## Exercise goal
Count every line in the data below where "OutputFormat" occurs, then state that number and nothing more.

Stored data entries
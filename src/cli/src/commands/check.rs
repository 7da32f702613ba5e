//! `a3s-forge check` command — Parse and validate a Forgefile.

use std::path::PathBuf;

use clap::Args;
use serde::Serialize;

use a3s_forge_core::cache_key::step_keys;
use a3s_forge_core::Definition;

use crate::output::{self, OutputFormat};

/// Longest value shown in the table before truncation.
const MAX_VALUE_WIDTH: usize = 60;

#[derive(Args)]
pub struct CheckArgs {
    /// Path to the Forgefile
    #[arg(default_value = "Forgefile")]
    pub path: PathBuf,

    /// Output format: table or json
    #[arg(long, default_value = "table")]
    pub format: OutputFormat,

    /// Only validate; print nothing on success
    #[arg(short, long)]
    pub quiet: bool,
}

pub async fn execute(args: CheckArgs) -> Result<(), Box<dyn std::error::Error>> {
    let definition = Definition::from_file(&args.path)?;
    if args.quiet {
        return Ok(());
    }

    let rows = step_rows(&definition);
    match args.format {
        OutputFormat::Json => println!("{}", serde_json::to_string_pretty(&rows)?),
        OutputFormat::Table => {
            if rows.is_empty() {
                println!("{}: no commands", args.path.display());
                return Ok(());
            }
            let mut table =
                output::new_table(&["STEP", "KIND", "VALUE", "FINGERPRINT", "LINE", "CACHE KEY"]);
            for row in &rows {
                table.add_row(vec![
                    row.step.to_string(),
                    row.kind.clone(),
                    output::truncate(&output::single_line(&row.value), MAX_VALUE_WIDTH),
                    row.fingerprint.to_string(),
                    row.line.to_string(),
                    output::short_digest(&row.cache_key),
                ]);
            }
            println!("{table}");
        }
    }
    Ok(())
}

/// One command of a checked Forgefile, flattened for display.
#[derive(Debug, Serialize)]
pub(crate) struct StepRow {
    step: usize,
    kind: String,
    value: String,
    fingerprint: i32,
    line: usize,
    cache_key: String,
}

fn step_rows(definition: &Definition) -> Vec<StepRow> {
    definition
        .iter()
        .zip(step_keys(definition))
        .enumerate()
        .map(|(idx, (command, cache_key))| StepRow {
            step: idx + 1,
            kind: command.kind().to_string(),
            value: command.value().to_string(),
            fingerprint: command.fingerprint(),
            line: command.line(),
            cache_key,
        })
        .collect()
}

## Exercise result
4